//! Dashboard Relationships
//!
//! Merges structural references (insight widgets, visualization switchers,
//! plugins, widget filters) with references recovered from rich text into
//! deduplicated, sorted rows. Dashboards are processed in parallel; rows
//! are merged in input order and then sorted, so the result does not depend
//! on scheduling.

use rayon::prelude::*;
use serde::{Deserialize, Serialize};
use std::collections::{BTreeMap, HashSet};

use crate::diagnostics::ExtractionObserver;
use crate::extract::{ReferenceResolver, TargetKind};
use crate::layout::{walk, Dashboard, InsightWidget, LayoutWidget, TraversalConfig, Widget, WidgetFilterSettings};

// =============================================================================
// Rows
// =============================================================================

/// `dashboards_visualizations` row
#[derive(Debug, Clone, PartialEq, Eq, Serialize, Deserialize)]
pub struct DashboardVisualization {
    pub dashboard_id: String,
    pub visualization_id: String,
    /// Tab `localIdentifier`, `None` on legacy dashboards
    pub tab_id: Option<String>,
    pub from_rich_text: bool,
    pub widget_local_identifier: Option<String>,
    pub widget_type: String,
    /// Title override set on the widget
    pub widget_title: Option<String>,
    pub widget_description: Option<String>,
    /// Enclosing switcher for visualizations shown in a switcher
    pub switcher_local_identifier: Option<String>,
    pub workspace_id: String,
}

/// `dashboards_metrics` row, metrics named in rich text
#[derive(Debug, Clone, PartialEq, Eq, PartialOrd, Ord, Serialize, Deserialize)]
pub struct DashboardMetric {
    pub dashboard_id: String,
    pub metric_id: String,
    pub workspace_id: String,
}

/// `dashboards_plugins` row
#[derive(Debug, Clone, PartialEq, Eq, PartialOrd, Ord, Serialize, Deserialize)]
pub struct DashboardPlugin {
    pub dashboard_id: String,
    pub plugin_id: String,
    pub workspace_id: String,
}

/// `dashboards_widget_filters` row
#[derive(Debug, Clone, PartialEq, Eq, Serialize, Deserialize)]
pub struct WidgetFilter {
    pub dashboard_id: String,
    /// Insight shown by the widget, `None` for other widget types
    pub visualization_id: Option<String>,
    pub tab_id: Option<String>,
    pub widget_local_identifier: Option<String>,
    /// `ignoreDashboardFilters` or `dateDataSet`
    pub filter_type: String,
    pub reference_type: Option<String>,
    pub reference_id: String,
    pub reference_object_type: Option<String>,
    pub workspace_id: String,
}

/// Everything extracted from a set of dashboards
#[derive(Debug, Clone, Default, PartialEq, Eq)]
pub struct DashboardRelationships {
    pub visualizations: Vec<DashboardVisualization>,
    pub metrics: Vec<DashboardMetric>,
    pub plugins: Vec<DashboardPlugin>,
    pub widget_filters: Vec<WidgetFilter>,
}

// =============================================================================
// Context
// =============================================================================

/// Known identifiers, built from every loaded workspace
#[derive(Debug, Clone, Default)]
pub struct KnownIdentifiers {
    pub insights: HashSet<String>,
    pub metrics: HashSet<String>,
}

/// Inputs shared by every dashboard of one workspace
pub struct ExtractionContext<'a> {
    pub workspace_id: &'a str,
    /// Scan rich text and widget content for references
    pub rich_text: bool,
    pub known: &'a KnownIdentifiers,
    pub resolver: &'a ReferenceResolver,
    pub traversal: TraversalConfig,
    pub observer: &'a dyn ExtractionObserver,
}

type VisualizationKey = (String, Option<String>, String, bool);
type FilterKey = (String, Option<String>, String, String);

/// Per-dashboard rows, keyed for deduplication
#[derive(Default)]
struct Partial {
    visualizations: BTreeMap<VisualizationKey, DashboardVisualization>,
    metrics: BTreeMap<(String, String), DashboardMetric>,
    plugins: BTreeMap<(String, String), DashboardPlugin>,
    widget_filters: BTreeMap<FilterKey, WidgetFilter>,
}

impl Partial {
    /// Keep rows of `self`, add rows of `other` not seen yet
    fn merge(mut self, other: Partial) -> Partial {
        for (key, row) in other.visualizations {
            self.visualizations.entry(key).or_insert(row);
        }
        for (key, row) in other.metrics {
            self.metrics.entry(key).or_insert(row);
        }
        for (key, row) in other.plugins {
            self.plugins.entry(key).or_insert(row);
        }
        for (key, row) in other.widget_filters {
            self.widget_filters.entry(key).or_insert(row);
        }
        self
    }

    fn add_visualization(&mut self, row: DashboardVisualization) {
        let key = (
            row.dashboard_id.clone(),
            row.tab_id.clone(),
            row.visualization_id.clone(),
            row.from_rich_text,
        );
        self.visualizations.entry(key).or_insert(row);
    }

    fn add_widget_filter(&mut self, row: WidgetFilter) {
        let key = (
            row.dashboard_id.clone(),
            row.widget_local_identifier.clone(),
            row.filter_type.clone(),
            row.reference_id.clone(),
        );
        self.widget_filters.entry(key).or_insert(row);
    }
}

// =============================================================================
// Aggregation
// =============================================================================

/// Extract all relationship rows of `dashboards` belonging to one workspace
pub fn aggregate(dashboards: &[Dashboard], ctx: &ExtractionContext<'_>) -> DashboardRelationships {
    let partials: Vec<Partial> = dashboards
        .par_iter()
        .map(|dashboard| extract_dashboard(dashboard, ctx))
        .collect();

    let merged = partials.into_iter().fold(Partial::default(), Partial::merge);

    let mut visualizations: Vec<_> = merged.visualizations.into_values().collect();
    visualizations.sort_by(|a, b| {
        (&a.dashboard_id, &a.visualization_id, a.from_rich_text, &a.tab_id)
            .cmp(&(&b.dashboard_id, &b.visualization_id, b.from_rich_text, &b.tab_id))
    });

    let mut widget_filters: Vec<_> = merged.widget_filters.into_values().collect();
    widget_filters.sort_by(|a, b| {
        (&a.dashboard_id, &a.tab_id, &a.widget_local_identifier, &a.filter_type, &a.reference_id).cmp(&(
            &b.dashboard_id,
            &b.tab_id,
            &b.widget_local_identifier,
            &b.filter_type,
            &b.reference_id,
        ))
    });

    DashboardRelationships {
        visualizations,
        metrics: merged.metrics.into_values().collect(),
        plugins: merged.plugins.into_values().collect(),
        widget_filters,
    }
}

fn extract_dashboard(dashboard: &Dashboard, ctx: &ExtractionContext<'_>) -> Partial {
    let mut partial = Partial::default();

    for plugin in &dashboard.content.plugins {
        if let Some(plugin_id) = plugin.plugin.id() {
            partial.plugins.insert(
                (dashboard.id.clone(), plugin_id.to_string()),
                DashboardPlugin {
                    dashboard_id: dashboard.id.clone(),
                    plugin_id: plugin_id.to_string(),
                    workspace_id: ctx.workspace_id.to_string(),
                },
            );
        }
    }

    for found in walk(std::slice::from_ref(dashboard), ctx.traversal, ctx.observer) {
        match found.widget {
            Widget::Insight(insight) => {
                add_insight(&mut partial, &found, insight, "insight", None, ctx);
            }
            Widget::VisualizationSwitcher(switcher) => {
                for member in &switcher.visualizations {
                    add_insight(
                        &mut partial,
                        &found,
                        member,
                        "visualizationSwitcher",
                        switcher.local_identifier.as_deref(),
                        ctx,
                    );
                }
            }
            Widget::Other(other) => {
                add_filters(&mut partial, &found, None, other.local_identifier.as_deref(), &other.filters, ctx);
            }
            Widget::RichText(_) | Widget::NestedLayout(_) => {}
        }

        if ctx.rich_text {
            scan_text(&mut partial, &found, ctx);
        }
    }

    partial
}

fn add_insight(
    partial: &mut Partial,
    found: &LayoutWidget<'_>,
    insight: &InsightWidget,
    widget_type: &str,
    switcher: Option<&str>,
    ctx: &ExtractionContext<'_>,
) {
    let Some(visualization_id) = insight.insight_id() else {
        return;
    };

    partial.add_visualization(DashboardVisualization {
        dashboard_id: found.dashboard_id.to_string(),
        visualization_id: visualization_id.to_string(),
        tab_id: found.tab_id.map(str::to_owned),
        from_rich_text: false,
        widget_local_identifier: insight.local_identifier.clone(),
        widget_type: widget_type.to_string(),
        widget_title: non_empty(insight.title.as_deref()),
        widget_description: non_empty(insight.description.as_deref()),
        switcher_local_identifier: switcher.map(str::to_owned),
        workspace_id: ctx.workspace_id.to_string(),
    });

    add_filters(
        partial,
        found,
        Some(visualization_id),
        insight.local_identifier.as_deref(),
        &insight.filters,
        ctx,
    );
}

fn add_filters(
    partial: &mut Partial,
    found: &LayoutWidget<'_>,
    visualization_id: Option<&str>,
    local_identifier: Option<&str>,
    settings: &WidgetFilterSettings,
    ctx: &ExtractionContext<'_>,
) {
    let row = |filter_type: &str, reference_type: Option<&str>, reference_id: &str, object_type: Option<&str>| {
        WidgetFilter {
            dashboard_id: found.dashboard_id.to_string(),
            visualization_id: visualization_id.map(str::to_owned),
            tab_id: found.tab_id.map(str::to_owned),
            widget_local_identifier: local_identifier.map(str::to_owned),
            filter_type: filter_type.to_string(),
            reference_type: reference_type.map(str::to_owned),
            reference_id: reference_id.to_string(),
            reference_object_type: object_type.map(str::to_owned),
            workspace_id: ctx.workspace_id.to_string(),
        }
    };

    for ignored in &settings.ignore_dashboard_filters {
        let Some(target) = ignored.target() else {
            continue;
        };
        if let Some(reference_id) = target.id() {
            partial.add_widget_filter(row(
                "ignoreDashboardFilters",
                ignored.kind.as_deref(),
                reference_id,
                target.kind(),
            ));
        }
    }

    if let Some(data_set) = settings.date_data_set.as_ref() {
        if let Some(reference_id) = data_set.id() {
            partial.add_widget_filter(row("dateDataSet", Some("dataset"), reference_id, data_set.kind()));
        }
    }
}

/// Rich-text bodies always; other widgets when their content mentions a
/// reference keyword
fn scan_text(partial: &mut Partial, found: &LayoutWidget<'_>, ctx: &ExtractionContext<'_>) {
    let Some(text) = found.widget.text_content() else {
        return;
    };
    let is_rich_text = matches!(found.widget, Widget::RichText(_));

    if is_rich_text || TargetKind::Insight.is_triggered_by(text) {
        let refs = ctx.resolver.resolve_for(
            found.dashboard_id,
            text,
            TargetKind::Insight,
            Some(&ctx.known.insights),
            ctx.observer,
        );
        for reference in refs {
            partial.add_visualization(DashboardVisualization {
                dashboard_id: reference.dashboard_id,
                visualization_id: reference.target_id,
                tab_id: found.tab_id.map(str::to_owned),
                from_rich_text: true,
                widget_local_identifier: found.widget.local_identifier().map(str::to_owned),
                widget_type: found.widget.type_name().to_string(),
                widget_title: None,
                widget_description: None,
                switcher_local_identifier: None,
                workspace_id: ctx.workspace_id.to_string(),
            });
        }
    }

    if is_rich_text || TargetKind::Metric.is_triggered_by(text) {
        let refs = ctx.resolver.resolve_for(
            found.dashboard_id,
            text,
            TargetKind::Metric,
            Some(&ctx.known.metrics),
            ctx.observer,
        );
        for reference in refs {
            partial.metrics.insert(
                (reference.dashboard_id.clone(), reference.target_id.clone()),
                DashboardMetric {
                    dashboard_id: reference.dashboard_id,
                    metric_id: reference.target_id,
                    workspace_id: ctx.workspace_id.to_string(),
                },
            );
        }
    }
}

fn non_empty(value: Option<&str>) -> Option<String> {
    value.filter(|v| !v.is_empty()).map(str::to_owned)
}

==

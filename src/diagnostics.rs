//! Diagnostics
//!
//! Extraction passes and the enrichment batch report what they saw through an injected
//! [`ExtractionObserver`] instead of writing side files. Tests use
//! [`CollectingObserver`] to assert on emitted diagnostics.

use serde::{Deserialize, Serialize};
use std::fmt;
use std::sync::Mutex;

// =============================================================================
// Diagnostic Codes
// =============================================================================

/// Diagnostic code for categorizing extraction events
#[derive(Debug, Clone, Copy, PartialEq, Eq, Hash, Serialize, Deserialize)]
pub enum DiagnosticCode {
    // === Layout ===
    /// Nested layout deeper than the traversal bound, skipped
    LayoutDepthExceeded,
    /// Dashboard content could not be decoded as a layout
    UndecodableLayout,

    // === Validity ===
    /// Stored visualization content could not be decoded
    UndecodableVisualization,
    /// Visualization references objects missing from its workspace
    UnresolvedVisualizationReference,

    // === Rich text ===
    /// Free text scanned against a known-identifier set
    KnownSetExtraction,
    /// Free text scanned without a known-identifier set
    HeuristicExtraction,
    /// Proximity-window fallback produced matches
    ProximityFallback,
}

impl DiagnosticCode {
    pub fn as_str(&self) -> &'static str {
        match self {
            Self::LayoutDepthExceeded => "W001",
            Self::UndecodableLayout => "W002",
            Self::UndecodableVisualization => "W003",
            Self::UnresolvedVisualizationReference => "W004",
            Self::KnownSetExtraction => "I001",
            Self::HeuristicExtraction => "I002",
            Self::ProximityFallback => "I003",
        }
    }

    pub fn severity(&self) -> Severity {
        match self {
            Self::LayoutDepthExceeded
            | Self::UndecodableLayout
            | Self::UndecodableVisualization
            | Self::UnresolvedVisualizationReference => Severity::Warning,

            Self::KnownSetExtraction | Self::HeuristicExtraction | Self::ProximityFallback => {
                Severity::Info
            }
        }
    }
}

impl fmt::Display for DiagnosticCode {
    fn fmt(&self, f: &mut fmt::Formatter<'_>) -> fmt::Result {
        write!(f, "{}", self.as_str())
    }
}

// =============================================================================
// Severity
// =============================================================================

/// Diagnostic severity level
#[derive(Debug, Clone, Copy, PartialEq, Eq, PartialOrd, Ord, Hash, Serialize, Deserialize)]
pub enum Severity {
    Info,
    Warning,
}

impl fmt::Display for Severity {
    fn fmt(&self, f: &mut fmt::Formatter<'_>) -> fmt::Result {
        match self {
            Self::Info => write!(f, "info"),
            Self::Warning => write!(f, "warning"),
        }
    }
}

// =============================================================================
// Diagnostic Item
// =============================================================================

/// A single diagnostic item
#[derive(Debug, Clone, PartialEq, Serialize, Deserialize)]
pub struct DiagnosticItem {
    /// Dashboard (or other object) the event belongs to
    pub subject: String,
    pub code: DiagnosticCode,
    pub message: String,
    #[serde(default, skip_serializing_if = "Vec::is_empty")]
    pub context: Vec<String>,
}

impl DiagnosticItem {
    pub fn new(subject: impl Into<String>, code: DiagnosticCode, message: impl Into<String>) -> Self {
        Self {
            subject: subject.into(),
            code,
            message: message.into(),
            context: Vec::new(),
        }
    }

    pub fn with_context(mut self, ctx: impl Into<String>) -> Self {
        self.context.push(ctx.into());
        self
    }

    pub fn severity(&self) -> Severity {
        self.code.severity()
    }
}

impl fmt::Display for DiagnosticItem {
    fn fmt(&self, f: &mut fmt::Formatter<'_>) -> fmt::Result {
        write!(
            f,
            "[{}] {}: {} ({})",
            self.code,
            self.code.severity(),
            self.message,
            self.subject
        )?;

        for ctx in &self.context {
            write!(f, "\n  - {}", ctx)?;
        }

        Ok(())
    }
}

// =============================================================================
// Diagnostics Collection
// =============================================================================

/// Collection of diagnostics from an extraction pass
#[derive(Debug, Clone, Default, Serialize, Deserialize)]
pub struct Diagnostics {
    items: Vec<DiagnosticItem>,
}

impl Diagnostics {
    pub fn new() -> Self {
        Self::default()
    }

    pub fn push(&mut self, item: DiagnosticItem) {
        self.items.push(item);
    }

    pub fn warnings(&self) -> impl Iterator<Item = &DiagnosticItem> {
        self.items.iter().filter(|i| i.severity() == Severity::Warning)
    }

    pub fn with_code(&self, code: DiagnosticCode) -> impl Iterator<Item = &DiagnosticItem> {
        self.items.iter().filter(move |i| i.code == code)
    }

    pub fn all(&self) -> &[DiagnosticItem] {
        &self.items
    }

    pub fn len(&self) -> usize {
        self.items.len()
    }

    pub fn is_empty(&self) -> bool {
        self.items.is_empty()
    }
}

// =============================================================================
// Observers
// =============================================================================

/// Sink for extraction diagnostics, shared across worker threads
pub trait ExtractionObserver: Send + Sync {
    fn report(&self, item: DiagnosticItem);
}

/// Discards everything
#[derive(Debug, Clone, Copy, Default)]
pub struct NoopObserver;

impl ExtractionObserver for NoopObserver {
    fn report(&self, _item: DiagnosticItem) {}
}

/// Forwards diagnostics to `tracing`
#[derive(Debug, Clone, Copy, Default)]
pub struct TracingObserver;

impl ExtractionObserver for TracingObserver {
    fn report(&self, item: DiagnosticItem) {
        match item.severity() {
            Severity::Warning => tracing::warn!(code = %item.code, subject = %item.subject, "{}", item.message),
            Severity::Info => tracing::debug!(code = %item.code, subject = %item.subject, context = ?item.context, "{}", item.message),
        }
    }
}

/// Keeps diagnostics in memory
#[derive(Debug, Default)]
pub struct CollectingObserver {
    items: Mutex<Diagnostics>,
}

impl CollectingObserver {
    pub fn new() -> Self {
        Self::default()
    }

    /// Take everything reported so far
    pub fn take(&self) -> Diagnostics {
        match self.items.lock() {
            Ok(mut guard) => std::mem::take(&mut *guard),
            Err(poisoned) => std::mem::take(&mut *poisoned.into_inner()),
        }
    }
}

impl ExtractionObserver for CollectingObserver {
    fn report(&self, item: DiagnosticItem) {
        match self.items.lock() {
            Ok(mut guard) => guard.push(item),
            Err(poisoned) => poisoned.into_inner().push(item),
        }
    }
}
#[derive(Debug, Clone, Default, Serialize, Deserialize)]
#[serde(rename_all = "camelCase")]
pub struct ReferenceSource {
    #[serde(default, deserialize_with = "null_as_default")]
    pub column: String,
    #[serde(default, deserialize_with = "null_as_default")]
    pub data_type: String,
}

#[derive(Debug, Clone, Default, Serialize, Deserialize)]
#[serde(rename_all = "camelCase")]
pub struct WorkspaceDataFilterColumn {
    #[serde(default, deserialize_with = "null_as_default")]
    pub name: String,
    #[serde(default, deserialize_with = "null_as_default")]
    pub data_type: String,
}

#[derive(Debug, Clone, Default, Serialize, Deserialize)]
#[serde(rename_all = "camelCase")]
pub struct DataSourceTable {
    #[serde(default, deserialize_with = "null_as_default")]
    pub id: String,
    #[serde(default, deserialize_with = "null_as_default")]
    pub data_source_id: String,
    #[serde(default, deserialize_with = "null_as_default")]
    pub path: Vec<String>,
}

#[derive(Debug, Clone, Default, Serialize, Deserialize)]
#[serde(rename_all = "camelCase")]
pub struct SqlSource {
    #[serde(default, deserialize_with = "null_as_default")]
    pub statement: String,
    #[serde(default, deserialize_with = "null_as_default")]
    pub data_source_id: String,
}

* * *

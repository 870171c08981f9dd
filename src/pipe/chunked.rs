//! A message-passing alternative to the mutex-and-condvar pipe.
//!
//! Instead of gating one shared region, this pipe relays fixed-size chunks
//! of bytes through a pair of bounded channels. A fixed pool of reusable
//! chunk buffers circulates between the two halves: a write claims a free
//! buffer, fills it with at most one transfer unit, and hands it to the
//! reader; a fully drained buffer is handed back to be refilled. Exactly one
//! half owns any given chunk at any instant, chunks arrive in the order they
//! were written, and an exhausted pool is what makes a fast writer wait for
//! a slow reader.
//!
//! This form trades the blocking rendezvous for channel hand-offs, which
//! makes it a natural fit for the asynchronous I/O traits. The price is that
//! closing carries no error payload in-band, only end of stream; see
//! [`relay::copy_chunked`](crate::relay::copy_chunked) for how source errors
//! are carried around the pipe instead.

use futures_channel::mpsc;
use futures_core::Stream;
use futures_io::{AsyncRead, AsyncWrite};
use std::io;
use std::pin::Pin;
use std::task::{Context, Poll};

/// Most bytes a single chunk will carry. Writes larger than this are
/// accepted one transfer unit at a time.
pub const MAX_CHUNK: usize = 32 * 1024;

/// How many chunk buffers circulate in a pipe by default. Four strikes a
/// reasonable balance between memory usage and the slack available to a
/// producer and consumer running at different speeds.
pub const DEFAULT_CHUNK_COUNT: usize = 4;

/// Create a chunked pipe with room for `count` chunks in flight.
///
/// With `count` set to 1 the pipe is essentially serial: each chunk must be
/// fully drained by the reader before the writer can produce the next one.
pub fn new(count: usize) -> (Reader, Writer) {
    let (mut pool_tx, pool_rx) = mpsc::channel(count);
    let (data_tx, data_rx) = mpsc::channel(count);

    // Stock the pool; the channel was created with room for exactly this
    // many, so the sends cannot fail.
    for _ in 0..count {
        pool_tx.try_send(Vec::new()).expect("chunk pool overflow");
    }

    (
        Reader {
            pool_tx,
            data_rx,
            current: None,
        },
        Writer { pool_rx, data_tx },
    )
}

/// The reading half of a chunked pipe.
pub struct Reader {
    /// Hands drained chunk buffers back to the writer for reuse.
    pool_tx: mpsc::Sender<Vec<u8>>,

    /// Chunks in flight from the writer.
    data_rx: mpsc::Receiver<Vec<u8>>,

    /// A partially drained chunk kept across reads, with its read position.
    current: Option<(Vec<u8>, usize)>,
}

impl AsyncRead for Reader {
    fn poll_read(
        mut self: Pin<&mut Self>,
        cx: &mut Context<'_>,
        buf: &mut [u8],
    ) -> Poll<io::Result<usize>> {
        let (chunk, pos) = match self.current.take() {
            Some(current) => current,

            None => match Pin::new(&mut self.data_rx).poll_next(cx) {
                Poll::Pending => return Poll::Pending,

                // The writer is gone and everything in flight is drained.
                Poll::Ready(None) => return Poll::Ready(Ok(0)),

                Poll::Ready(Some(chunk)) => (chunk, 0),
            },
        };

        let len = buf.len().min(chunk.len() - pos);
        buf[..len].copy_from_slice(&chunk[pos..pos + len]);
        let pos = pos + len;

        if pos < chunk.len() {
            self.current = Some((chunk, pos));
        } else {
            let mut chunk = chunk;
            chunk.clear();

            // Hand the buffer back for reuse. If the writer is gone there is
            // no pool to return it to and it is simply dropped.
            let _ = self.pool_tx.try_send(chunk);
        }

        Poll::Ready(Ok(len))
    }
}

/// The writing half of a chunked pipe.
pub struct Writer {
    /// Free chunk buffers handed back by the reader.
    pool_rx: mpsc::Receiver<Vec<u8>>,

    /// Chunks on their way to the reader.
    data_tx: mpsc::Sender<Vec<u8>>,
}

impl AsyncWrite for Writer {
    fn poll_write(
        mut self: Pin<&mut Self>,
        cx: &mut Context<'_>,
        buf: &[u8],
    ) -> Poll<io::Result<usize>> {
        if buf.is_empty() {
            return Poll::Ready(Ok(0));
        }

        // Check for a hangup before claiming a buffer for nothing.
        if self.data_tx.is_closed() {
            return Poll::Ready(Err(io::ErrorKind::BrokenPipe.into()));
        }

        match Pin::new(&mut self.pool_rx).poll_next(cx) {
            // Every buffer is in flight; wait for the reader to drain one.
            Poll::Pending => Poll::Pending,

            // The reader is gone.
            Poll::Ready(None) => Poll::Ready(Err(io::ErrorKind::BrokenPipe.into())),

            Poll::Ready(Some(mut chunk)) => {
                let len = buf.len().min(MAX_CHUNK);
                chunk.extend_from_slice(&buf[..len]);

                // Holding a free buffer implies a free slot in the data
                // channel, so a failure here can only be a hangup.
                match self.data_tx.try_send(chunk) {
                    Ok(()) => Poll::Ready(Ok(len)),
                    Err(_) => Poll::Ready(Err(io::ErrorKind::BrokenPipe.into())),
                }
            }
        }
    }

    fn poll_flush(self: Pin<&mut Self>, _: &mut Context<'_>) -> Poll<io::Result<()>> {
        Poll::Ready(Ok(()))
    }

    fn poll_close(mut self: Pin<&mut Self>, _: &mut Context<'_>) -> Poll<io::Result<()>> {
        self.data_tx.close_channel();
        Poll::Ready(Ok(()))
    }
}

* _WHAT TO PRODUCE_
Wherever the word "order" turns up in the material, copy the whole line.

* _YOUR RESPONSE_
//! are merged in input order and then sorted, so the result does not depend
//! half owns any given chunk at any instant, chunks arrive in the order they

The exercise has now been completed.